CASE: Johnson v. Pike
COURT: Connecticut Appellate Court
DOC. NO.: AC 32695; COURT OPINION BY: DiPentima, CJ.
DATE: June 12, 2012
It is not the size of the verdict that matters but, rather, whether it falls within the uncertain limits of just damages or shocks the sense of justice so as to lead to the conclusion that the jury was improperly influenced by partiality, prejudice, mistake or corruption.
David Johnson brought this action seeking damages for injuries he suffered in an automobile accident involving a vehicle owned by Daniel Pike and driven by Andrew Pike. The defendants admitted liability. Following a trial on damages, the jury awarded $34,222 in lost wages, $1762 in medical bills, no future medical expenses and $50,000 in noneconomic damages. The verdict totaled $85,984.
The defendants’ post verdict motions including for a remittitur and to set aside the verdict were denied. The defendants appealed claiming that the court improperly denied their motions because the award of $50,000 in noneconomic damages was excessive. The Appellate Court affirmed the judgment. The defendant argued that by comparing the award of medical bills to the evidence “is a reasonable interpretation of the verdict form that the jury did not think [the] plaintiff injured his right shoulder in the accident since [it] did not award any treatment after… the date [the] plaintiff stopped treating for his right wrist.” The defendant claimed that $50,000 in noneconomic damages for a right wrist sprain was excessive and outside the limits of fair and reasonable compensation.

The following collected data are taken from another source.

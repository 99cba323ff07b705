use std::collections::{BTreeMap, BTreeSet, HashMap};

use log::warn;

use serde::Deserialize;

use smartstring::alias::{String as SmartString};

use super::names::{CanonicalKey, Jurisdiction, RegionKey};


#[derive(Debug, Clone, Deserialize)]
pub struct AmbiguitySpec {
	pub jurisdiction: String,
	pub name: String,
	pub key: String,
	#[serde(default)]
	pub display: Option<String>,
}

#[derive(Debug, Clone)]
struct Override {
	key: CanonicalKey,
	display: Option<SmartString>,
}


#[derive(Debug, Clone, Default)]
pub struct AmbiguityTable {
	overrides: HashMap<(Jurisdiction, SmartString), Override>,
}

impl AmbiguityTable {
	pub fn new() -> Self {
		Self::default()
	}

	pub fn from_specs(specs: &[AmbiguitySpec]) -> Self {
		let mut result = Self::new();
		for spec in specs.iter() {
			result.insert(&spec.jurisdiction, &spec.name, &spec.key, spec.display.as_deref());
		}
		result
	}

	pub fn insert(&mut self, jurisdiction: &str, name: &str, key: &str, display: Option<&str>) {
		self.overrides.insert(
			(jurisdiction.into(), name.into()),
			Override{
				key: key.into(),
				display: display.map(|d| d.into()),
			},
		);
	}

	pub fn len(&self) -> usize {
		self.overrides.len()
	}

	pub fn contains(&self, jurisdiction: &str, name: &str) -> bool {
		self.get(jurisdiction, name).is_some()
	}

	fn get(&self, jurisdiction: &str, name: &str) -> Option<&Override> {
		let k: (Jurisdiction, SmartString) = (jurisdiction.into(), name.into());
		self.overrides.get(&k)
	}

	pub fn resolve(&self, jurisdiction: &str, key: CanonicalKey) -> CanonicalKey {
		match self.get(jurisdiction, &key) {
			Some(o) => o.key.clone(),
			None => key,
		}
	}

	// label override for a normalized but unresolved name
	pub fn display(&self, jurisdiction: &str, name: &str) -> Option<&str> {
		self.get(jurisdiction, name)?.display.as_deref()
	}

	pub fn find_collisions<'x, I: IntoIterator<Item = &'x RegionKey>>(&self, keys: I) -> Vec<Collision> {
		let mut by_name: BTreeMap<&CanonicalKey, BTreeSet<&Jurisdiction>> = BTreeMap::new();
		for (jurisdiction, name) in keys {
			by_name.entry(name).or_default().insert(jurisdiction);
		}

		let mut result = Vec::new();
		for (name, jurisdictions) in by_name.into_iter() {
			if jurisdictions.len() < 2 {
				continue
			}
			let mut by_target: BTreeMap<CanonicalKey, Vec<Jurisdiction>> = BTreeMap::new();
			for j in jurisdictions.into_iter() {
				by_target.entry(self.resolve(j, name.clone())).or_default().push(j.clone());
			}
			for (key, jurisdictions) in by_target.into_iter() {
				if jurisdictions.len() >= 2 {
					result.push(Collision{
						name: name.clone(),
						key,
						jurisdictions,
					});
				}
			}
		}
		result
	}
}


#[derive(Debug, Clone, PartialEq, Eq)]
pub struct Collision {
	pub name: CanonicalKey,
	pub key: CanonicalKey,
	pub jurisdictions: Vec<Jurisdiction>,
}

pub fn warn_collisions(collisions: &[Collision]) {
	for c in collisions.iter() {
		let js: Vec<&str> = c.jurisdictions.iter().map(|j| j.as_str()).collect();
		warn!("generic name {:?} resolves to {:?} in {} without a disambiguation entry", &*c.name, &*c.key, js.join(", "));
	}
}


#[cfg(test)]
mod tests {
	use super::*;

	fn table() -> AmbiguityTable {
		let mut t = AmbiguityTable::new();
		t.insert("Manitoba", "Northern", "Northern Regional Health Authority", None);
		t.insert("BC", "Northern", "Northern Health", None);
		t.insert("NL", "Central", "Central Regional Health Authority", None);
		t.insert("Alberta", "Central", "Central Zone", None);
		t.insert("NL", "Eastern", "Eastern Regional Health Authority", Some("Eastern Regional Health Authority"));
		t.insert("Ontario", "Eastern", "The Eastern Ontario", None);
		t
	}

	#[test]
	fn resolution_is_keyed_on_jurisdiction() {
		let t = table();
		assert_eq!(&*t.resolve("Manitoba", "Northern".into()), "Northern Regional Health Authority");
		assert_eq!(&*t.resolve("BC", "Northern".into()), "Northern Health");
		assert_eq!(&*t.resolve("Saskatchewan", "Northern".into()), "Northern");
		assert_eq!(&*t.resolve("BC", "Fraser".into()), "Fraser");
	}

	#[test]
	fn known_collisions_resolve_to_distinct_keys() {
		let t = table();
		let pairs = [
			("Northern", ["Manitoba", "BC"]),
			("Central", ["NL", "Alberta"]),
			("Eastern", ["NL", "Ontario"]),
		];
		for (name, js) in pairs.iter() {
			let a = t.resolve(js[0], (*name).into());
			let b = t.resolve(js[1], (*name).into());
			assert_ne!(a, b, "{} collides", name);
		}
	}

	#[test]
	fn display_override_is_optional() {
		let t = table();
		assert_eq!(t.display("NL", "Eastern"), Some("Eastern Regional Health Authority"));
		assert_eq!(t.display("Ontario", "Eastern"), None);
		assert_eq!(t.display("Yukon", "Eastern"), None);
	}

	#[test]
	fn single_unresolved_jurisdiction_is_not_a_collision() {
		let t = table();
		let keys: Vec<RegionKey> = vec![
			("NL".into(), "Central".into()),
			("Alberta".into(), "Central".into()),
			("Saskatchewan".into(), "Central".into()),
		];
		assert!(t.find_collisions(keys.iter()).is_empty());
	}

	#[test]
	fn unresolved_generic_names_are_flagged() {
		let t = table();
		let keys: Vec<RegionKey> = vec![
			("Alberta".into(), "South".into()),
			("Saskatchewan".into(), "South".into()),
			("Saskatchewan".into(), "South".into()),
			("BC".into(), "Fraser".into()),
		];
		let collisions = t.find_collisions(keys.iter());
		assert_eq!(collisions.len(), 1);
		assert_eq!(&*collisions[0].name, "South");
		assert_eq!(collisions[0].jurisdictions.iter().map(|j| j.as_str()).collect::<Vec<_>>(), vec!["Alberta", "Saskatchewan"]);
	}

	#[test]
	fn table_loads_from_specs() {
		let specs: Vec<AmbiguitySpec> = serde_json::from_str(r#"[
			{"jurisdiction": "Alberta", "name": "North", "key": "North Zone"},
			{"jurisdiction": "NL", "name": "Western", "key": "Western Regional Health Authority"}
		]"#).unwrap();
		let t = AmbiguityTable::from_specs(&specs);
		assert_eq!(t.len(), 2);
		assert!(t.contains("Alberta", "North"));
		assert!(!t.contains("Saskatchewan", "North"));
	}
}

The Appellate Court found that given the lack of jury interrogatories, no support was provided for the contention that the verdict form clearly established that the jury rejected the shoulder injury claim. Assuming, arguendo, that the jury rejected the claimed shoulder injury, the award of $50,000 in noneconomic damages did not shock the sense of justice. There was evidence of the pain suffered by the plaintiff at the time of the accident, his difficulty sleeping and loss of the ability to engage in a recreational activity, golf. The plaintiff’s stipulated life expectancy was 18 years. He stated that although his wrist had improved, it remained an “issue” for him. Given the uncertain nature of compensation for noneconomic damages and the fact that a generous award is permissible, so long as it does not shock the sense of justice, the trial court properly denied the defendants’ motions.